Your task is to copy each line of the records that includes the string "placeholder".

-*-*-

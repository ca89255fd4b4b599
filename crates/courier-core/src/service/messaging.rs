//! Messaging service.
//!
//! Orchestrates message and conversation creation and retrieval on top of a
//! [`RecordStore`]. Create requests are validated before the store is
//! touched, so a rejected request never leaves a partial record behind.

use chrono::Utc;
use courier_types::config::PairPolicy;
use courier_types::conversation::{Conversation, ConversationCreated, CreateConversationRequest};
use courier_types::error::MessagingError;
use courier_types::message::{CreateMessageRequest, Message, MessageQuery};
use courier_types::record::Record;
use tracing::info;
use uuid::Uuid;

use crate::identity::{self, SEPARATOR};
use crate::query::QueryEngine;
use crate::repository::record::RecordStore;

/// Service owning the record store and the pair query policy.
///
/// Generic over `RecordStore` to maintain clean architecture -- courier-core
/// never depends on courier-infra.
pub struct MessagingService<S: RecordStore> {
    store: S,
    policy: PairPolicy,
}

impl<S: RecordStore> MessagingService<S> {
    pub fn new(store: S, policy: PairPolicy) -> Self {
        Self { store, policy }
    }

    /// Access the record store.
    pub fn store(&self) -> &S {
        &self.store
    }

    pub fn policy(&self) -> PairPolicy {
        self.policy
    }

    /// Query engine over this service's store and policy.
    pub fn queries(&self) -> QueryEngine<'_, S> {
        QueryEngine::new(&self.store, self.policy)
    }

    /// Truncate the store to header-only. Called once at process start.
    pub async fn initialize(&self) -> Result<(), MessagingError> {
        self.store.initialize().await?;
        info!("record store initialized");
        Ok(())
    }

    /// Create a message.
    ///
    /// Fills in a UUIDv7 id and the current time when the request omits them.
    pub async fn create_message(
        &self,
        request: CreateMessageRequest,
    ) -> Result<Message, MessagingError> {
        validate_participant(&request.from, "from")?;
        validate_participant(&request.to, "to")?;
        if request.content.trim().is_empty() {
            return Err(MessagingError::Validation(
                "content cannot be empty".to_string(),
            ));
        }

        let id = request
            .id
            .filter(|id| !id.trim().is_empty())
            .unwrap_or_else(|| Uuid::now_v7().to_string());

        let message = Message {
            id,
            from: request.from,
            to: request.to,
            subject: request.subject.filter(|s| !s.is_empty()),
            content: request.content,
            timestamp: Some(request.timestamp.unwrap_or_else(Utc::now)),
        };

        self.store.append(&Record::from(&message)).await?;

        info!(
            message_id = %message.id,
            conversation_id = %identity::conversation_id(&message.from, &message.to),
            "message created"
        );
        Ok(message)
    }

    /// Create a message addressed through a conversation id.
    ///
    /// The id derived from the request's participants must equal
    /// `conversation_id`.
    pub async fn create_message_in(
        &self,
        conversation_id: &str,
        request: CreateMessageRequest,
    ) -> Result<Message, MessagingError> {
        let derived = identity::conversation_id(&request.from, &request.to);
        if derived != conversation_id {
            return Err(MessagingError::Validation(format!(
                "participants belong to conversation '{derived}', not '{conversation_id}'"
            )));
        }
        self.create_message(request).await
    }

    /// Create a conversation between exactly two participants.
    ///
    /// Appends a placeholder record with empty content and returns the
    /// derived conversation id.
    pub async fn create_conversation(
        &self,
        request: CreateConversationRequest,
    ) -> Result<ConversationCreated, MessagingError> {
        let [a, b] = request.participants.as_slice() else {
            return Err(MessagingError::Validation(format!(
                "a conversation needs exactly two participants, got {}",
                request.participants.len()
            )));
        };
        validate_participant(a, "participant")?;
        validate_participant(b, "participant")?;

        let (first, second) = identity::sorted_pair(a, b);
        let conversation_id = identity::conversation_id(first, second);

        self.store
            .append(&Record::placeholder(&conversation_id, first, second))
            .await?;

        info!(conversation_id = %conversation_id, "conversation created");
        Ok(ConversationCreated {
            conversation_id,
            participants: vec![first.to_string(), second.to_string()],
        })
    }

    /// List messages by participant pair or by conversation id.
    pub async fn list_messages(&self, query: &MessageQuery) -> Result<Vec<Message>, MessagingError> {
        match query {
            MessageQuery::Pair { from, to } => self.queries().messages_between(from, to).await,
            MessageQuery::Conversation { conversation_id } => {
                self.queries().messages_in_conversation(conversation_id).await
            }
        }
    }

    /// List the conversations `name` takes part in.
    pub async fn list_conversations(&self, name: &str) -> Result<Vec<Conversation>, MessagingError> {
        self.queries().conversations_for(name).await
    }
}

/// Reject blank names and names containing the id separator.
fn validate_participant(name: &str, field: &str) -> Result<(), MessagingError> {
    if name.trim().is_empty() {
        return Err(MessagingError::Validation(format!("{field} cannot be empty")));
    }
    if identity::contains_separator(name) {
        return Err(MessagingError::Validation(format!(
            "{field} '{name}' must not contain '{SEPARATOR}'"
        )));
    }
    Ok(())
}
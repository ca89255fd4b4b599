//! JSON body extractor that rejects with the API error envelope.

use axum::extract::FromRequest;

use crate::http::error::AppError;

/// `axum::Json` whose rejection is an [`AppError::Validation`] instead of
/// axum's plain-text response.
#[derive(Debug, FromRequest)]
#[from_request(via(axum::Json), rejection(AppError))]
pub struct AppJson<T>(pub T);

-*-*-

Solution to this exercise:
    /// Appends a placeholder record with empty content and returns the
            .append(&Record::placeholder(&conversation_id, first, second))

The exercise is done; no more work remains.